Start of DATA FOR THIS TASK

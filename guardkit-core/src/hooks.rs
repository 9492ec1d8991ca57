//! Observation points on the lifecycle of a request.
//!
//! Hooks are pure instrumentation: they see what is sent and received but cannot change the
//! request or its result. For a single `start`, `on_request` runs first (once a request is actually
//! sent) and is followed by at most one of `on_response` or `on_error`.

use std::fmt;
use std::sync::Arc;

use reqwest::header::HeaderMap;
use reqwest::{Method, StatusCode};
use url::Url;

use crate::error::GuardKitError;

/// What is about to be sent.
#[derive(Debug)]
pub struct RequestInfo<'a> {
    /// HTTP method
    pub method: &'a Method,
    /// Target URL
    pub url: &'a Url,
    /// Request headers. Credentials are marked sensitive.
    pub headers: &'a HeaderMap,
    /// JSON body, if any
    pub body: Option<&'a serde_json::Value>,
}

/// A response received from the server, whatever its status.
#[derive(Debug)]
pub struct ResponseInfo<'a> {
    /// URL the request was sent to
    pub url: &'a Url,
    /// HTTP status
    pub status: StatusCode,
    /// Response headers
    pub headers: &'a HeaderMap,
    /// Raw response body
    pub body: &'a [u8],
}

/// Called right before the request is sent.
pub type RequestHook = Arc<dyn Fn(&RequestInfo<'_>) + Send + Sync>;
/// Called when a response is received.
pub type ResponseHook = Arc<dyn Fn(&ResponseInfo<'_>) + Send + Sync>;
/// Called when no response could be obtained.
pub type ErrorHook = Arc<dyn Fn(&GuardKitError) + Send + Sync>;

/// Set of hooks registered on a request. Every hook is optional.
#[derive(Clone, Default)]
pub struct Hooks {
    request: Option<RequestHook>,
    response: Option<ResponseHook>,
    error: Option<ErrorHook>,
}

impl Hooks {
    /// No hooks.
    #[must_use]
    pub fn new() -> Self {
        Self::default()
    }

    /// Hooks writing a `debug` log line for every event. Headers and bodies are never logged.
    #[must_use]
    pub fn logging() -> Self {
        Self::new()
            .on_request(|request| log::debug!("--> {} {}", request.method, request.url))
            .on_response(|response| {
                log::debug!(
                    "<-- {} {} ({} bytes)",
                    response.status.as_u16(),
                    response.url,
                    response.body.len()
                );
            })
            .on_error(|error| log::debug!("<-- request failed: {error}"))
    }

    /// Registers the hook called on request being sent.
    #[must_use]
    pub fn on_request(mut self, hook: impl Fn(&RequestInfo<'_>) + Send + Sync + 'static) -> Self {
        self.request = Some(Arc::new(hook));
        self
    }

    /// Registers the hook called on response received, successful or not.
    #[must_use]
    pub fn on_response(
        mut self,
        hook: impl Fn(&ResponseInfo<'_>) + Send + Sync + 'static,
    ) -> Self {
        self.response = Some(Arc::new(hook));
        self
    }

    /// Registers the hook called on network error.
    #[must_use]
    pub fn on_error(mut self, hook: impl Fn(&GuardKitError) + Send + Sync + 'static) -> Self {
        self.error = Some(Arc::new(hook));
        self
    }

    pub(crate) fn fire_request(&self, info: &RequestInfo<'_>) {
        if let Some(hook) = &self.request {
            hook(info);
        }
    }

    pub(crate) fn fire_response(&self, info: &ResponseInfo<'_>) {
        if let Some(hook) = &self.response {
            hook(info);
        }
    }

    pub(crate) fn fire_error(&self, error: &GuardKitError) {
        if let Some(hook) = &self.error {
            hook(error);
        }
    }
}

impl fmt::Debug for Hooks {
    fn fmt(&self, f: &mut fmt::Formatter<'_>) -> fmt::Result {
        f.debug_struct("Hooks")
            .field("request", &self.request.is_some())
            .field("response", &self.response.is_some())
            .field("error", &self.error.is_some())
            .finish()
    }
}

End of DATA FOR THIS TASK
Start of DATA FOR THIS TASK

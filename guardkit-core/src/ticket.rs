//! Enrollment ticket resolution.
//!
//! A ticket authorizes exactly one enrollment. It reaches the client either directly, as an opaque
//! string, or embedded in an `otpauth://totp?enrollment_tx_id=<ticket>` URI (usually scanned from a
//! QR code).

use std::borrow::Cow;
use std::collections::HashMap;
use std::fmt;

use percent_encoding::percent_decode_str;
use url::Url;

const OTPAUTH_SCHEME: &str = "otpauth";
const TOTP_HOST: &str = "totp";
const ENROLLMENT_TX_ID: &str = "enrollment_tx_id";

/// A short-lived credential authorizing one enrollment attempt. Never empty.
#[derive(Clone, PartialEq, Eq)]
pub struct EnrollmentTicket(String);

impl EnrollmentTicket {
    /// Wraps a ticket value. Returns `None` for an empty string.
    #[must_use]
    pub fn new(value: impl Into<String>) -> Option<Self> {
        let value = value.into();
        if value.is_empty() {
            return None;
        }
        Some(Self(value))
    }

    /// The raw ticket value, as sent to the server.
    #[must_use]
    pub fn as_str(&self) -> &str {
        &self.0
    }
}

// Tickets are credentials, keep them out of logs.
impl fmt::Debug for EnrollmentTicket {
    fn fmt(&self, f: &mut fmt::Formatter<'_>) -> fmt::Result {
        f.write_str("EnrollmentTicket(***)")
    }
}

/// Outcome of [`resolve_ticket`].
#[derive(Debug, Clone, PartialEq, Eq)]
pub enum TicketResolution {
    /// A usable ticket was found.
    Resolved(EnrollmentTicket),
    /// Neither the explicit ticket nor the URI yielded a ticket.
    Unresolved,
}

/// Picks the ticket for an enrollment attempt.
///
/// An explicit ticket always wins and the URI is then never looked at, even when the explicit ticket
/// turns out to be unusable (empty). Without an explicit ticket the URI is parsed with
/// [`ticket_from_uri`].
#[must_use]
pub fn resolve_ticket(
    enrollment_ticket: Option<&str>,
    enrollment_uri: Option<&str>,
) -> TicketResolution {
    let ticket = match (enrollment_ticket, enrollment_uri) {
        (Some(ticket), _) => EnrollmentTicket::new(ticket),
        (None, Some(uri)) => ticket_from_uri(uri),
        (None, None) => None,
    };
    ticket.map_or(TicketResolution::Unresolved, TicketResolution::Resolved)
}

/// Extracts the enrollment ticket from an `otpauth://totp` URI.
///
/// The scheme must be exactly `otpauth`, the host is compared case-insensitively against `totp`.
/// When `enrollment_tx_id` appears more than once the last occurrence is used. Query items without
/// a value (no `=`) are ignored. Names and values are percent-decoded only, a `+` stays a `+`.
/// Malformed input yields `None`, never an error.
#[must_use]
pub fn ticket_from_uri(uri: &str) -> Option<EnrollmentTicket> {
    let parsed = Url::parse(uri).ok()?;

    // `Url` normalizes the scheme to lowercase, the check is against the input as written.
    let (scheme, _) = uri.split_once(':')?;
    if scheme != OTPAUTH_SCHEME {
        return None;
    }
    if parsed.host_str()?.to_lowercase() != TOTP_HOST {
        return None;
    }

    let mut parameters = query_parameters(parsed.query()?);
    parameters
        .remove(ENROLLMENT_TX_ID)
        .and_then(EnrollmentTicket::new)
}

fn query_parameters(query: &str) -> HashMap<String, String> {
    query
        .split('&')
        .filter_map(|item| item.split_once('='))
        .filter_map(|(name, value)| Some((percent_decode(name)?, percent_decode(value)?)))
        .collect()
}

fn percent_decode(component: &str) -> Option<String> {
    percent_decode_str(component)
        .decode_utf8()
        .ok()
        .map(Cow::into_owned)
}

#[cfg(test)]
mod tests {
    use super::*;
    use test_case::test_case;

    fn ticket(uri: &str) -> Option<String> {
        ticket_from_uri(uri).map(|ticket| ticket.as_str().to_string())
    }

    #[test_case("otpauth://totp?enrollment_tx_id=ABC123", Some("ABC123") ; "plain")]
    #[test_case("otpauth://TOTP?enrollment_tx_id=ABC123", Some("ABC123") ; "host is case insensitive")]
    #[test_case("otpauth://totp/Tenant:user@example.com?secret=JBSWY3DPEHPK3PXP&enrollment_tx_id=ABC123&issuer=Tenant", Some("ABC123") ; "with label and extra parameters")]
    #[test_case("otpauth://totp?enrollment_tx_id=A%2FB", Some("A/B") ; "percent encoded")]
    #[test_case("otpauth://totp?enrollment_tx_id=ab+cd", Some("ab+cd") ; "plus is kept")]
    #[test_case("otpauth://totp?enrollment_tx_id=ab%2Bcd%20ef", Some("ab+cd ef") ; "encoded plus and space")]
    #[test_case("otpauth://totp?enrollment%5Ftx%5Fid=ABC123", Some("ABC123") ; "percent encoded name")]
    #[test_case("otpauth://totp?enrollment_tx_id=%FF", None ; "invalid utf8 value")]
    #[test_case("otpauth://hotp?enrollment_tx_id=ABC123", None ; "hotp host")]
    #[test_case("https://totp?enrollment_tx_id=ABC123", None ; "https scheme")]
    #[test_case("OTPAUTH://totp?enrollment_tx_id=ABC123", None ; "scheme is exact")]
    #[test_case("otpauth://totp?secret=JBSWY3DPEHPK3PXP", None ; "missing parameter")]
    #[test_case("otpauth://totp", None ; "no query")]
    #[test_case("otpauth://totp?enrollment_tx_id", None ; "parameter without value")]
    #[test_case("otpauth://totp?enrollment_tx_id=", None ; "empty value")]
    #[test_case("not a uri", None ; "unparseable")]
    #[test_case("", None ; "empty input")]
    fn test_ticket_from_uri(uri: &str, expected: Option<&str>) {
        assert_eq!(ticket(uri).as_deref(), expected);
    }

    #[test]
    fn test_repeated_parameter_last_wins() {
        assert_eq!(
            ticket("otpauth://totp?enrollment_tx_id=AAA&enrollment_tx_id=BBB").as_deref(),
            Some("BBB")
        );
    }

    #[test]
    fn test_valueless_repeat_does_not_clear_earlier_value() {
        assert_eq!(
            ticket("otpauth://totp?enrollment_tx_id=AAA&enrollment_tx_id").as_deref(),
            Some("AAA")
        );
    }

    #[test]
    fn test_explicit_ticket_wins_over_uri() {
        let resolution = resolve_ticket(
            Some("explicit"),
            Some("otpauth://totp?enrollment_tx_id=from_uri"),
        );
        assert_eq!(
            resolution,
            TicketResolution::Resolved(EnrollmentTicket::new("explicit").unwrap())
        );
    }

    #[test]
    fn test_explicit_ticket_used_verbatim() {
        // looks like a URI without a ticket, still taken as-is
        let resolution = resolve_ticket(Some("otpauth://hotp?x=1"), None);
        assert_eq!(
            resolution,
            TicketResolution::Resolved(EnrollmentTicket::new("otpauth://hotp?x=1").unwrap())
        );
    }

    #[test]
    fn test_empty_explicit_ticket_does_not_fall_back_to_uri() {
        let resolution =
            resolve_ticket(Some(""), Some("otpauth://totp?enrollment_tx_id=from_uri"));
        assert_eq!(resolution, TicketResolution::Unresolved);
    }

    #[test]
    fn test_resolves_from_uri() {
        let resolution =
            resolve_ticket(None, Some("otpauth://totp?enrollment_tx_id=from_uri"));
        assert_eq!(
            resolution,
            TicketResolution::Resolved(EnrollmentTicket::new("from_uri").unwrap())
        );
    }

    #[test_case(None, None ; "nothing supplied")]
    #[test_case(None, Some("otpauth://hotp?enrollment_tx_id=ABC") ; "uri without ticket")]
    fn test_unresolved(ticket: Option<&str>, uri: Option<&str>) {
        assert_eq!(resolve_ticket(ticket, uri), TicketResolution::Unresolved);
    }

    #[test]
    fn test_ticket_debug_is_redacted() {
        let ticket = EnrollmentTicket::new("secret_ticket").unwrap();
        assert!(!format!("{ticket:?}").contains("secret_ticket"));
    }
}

End of DATA FOR THIS TASK

◆ REQUIRED WORK: Search the entries for the word "const", then list each line that holds it.

◆ ANSWER:
const OTPAUTH_SCHEME: &str = "otpauth";
const TOTP_HOST: &str = "totp";
const ENROLLMENT_TX_ID: &str = "enrollment_tx_id";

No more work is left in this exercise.